Déjà dans les années 1980, dit-il, il était question d'arrêter complètement la production de voitures particulières. Après un nouveau changement à la direction de l'entreprise, cette décision a finalement été prise. Pour diverses raisons, la situation financière de Tatra n'était pas bonne et l'arrêt de la production non rentable de voitures particulières était irrémédiable. En 1996, environ 70 exemplaires du nouveau modèle Tatra 700 ont été produits dans l'usine Tatra de Pribor, mais les années suivantes, la voiture a été produite unitairement à la commande. Miroslav Staron n'était plus chez Tatra à cette époque, il a quitté l'entreprise après le changement de direction. La direction de l'usine de Pribor a également changé.
Selon lui, la Tatra 700 avait du potentiel. C’est ce que l’on a vu, par exemple, au Salon de Francfort où elle a attiré de nombreux acheteurs étrangers. « Ils ont vu la voiture comme une opportunité unique. Un design unique, une configuration unique avec un moteur arrière, une énorme voiture avec un moteur V8 refroidi par air, puissant, intéressant - ils l'ont appréciée » note Miroslav Staron.
Zdenek Kübel, ancien adjoint au responsable technique de l'usine Tatra de Pribor, se souvient que dans les années 1990, des projets de coopération avec des entreprises étrangères (comme Audi, Fiat ou Chrysler) étaient prévus pour percer sur les marchés occidentaux. Cependant, ils étaient liés à la nécessité de rendre l'usine de Pribor indépendante et la « grande » usine Tatra de Koprivnice n'était pas d'accord avec cela.
« Le projet le plus avancé était celui avec Citroën.
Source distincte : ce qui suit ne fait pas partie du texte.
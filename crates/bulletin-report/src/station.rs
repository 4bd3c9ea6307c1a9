//! Stations and the data-access seam tags resolve through.

use std::collections::HashMap;
use std::fmt;
use std::path::Path;

use chrono::NaiveDate;
use serde::{Deserialize, Serialize};
use thiserror::Error;

use crate::language::Language;
use crate::tag::ReportKind;

/// A monitoring station (the entity a bulletin data row describes).
#[derive(Clone, Debug, PartialEq, Eq, Serialize, Deserialize)]
pub struct Station {
    pub id: String,
    #[serde(default)]
    pub code: String,
    pub name: String,
    pub region: String,
    #[serde(default)]
    pub basin: String,
}

/// Observed or derived quantity a data tag reports.
#[derive(Clone, Copy, Debug, PartialEq, Eq, Hash, Serialize, Deserialize)]
#[serde(rename_all = "snake_case")]
pub enum Metric {
    DischargeMorning,
    DischargeEvening,
    DischargeDailyAverage,
    DischargeDecadeAverage,
    DischargeNorm,
    WaterLevelMorning,
    WaterLevelEvening,
    WaterLevelDailyAverage,
    WaterLevelDecadeAverage,
    AirTemperature,
    WaterTemperature,
}

impl fmt::Display for Metric {
    fn fmt(&self, f: &mut fmt::Formatter<'_>) -> fmt::Result {
        let name = match self {
            Metric::DischargeMorning => "discharge_morning",
            Metric::DischargeEvening => "discharge_evening",
            Metric::DischargeDailyAverage => "discharge_daily_average",
            Metric::DischargeDecadeAverage => "discharge_decade_average",
            Metric::DischargeNorm => "discharge_norm",
            Metric::WaterLevelMorning => "water_level_morning",
            Metric::WaterLevelEvening => "water_level_evening",
            Metric::WaterLevelDailyAverage => "water_level_daily_average",
            Metric::WaterLevelDecadeAverage => "water_level_decade_average",
            Metric::AirTemperature => "air_temperature",
            Metric::WaterTemperature => "water_temperature",
        };
        f.write_str(name)
    }
}

#[derive(Debug, Error)]
pub enum MetricError {
    #[error("{metric} for station {station} on {date} is unavailable: {reason}")]
    Unavailable {
        station: String,
        metric: Metric,
        date: NaiveDate,
        reason: String,
    },
    #[error("metric source failed: {0}")]
    Source(String),
}

/// Source of station observations.
///
/// `Ok(None)` means there is no observation for that day; it substitutes as an empty value.
/// Any `Err` aborts bulletin generation.
pub trait MetricSource: Send + Sync {
    fn metric(
        &self,
        station: &Station,
        metric: Metric,
        date: NaiveDate,
    ) -> Result<Option<f64>, MetricError>;
}

#[derive(Debug, Deserialize)]
struct Observation {
    station: String,
    date: NaiveDate,
    metric: Metric,
    value: Option<f64>,
}

#[derive(Debug, Default, Deserialize)]
struct Dataset {
    #[serde(default)]
    stations: Vec<Station>,
    #[serde(default)]
    observations: Vec<Observation>,
}

/// In-memory [`MetricSource`] backed by a JSON document:
///
/// ```json
/// {"stations": [{"id": "15102", "name": "Naryn", "region": "North"}],
///  "observations": [{"station": "15102", "date": "2026-10-16",
///                    "metric": "discharge_morning", "value": 12.34}]}
/// ```
#[derive(Debug, Clone, Default)]
pub struct JsonMetricSource {
    stations: Vec<Station>,
    values: HashMap<(String, NaiveDate, Metric), f64>,
}

impl JsonMetricSource {
    pub fn from_json(json: &str) -> Result<Self, serde_json::Error> {
        let dataset: Dataset = serde_json::from_str(json)?;
        let mut source = Self {
            stations: dataset.stations,
            values: HashMap::with_capacity(dataset.observations.len()),
        };
        for obs in dataset.observations {
            if let Some(value) = obs.value {
                source.insert(obs.station, obs.date, obs.metric, value);
            }
        }
        log::debug!(
            "loaded {} stations and {} observations",
            source.stations.len(),
            source.values.len()
        );
        Ok(source)
    }

    pub fn from_path(path: impl AsRef<Path>) -> Result<Self, crate::ReportError> {
        let json = std::fs::read_to_string(path)?;
        Ok(Self::from_json(&json)?)
    }

    pub fn stations(&self) -> &[Station] {
        &self.stations
    }

    pub fn insert(&mut self, station: impl Into<String>, date: NaiveDate, metric: Metric, value: f64) {
        self.values.insert((station.into(), date, metric), value);
    }
}

impl MetricSource for JsonMetricSource {
    fn metric(
        &self,
        station: &Station,
        metric: Metric,
        date: NaiveDate,
    ) -> Result<Option<f64>, MetricError> {
        Ok(self.values.get(&(station.id.clone(), date, metric)).copied())
    }
}

/// Shared, read-only state handed to every resolver during one bulletin run.
#[derive(Clone, Copy)]
pub struct RunContext<'a> {
    pub stations: &'a [Station],
    pub source: &'a dyn MetricSource,
    pub language: Language,
    pub report_kind: ReportKind,
}

impl fmt::Debug for RunContext<'_> {
    fn fmt(&self, f: &mut fmt::Formatter<'_>) -> fmt::Result {
        f.debug_struct("RunContext")
            .field("stations", &self.stations.len())
            .field("language", &self.language)
            .field("report_kind", &self.report_kind)
            .finish_non_exhaustive()
    }
}

#[cfg(test)]
mod tests {
    use super::*;

    #[test]
    fn json_source_reads_stations_and_observations() {
        let source = JsonMetricSource::from_json(
            r#"{
                "stations": [{"id": "15102", "code": "NR", "name": "Naryn", "region": "North"}],
                "observations": [
                    {"station": "15102", "date": "2026-10-16", "metric": "discharge_morning", "value": 12.34},
                    {"station": "15102", "date": "2026-10-16", "metric": "air_temperature", "value": null}
                ]
            }"#,
        )
        .unwrap();
        let naryn = &source.stations()[0];
        assert_eq!(naryn.basin, "");
        let date = NaiveDate::from_ymd_opt(2026, 10, 16).unwrap();
        assert_eq!(source.metric(naryn, Metric::DischargeMorning, date).unwrap(), Some(12.34));
        assert_eq!(source.metric(naryn, Metric::AirTemperature, date).unwrap(), None);
    }
}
La production de véhicules utilitaires, des fourgonnettes, devait être introduite à Pribor, à raison de 12,000 unités par an. Nous avions préparé le projet dans les moindres détails, cela devait commencer par l’importation de kits de pièces pour en faire l’assemblage, puis augmenter progressivement la localisation pour qu'elle soit maximale, de manière à pouvoir utiliser nos capacités et les compétences de notre personnel » se souviant Zdenek Kübel.
Les voitures de tourisme Tatra devaient continuer à être produites à Pribor et être progressivement améliorées. « La production de véhicules utilitaires générerait des capitaux qui nous permettraient de moderniser la Tatra et de la maintenir au niveau technique approprié à raison de 1,500 exemplaires par an » ajoute-t-il. À en juger par l'intérêt suscité par la voiture au salon de Francfort, il y aurait certainement des gens intéressés dans le monde entier.
« Mais le destin n’a pas tourné en notre faveur. Citroën avait posé comme condition que si nous faisions une joint-venture, nous devrions devenir indépendants de la maison-mère Tatra, pour que le financement soit séparé, pour que l'argent que les Français investiraient ne finisse pas dans le « gouffre » de Koprivnice. Tatra a dit non et il s'est avéré que nous, qui le voulions, devions quitter Pribor » termine Zdenek Kübel.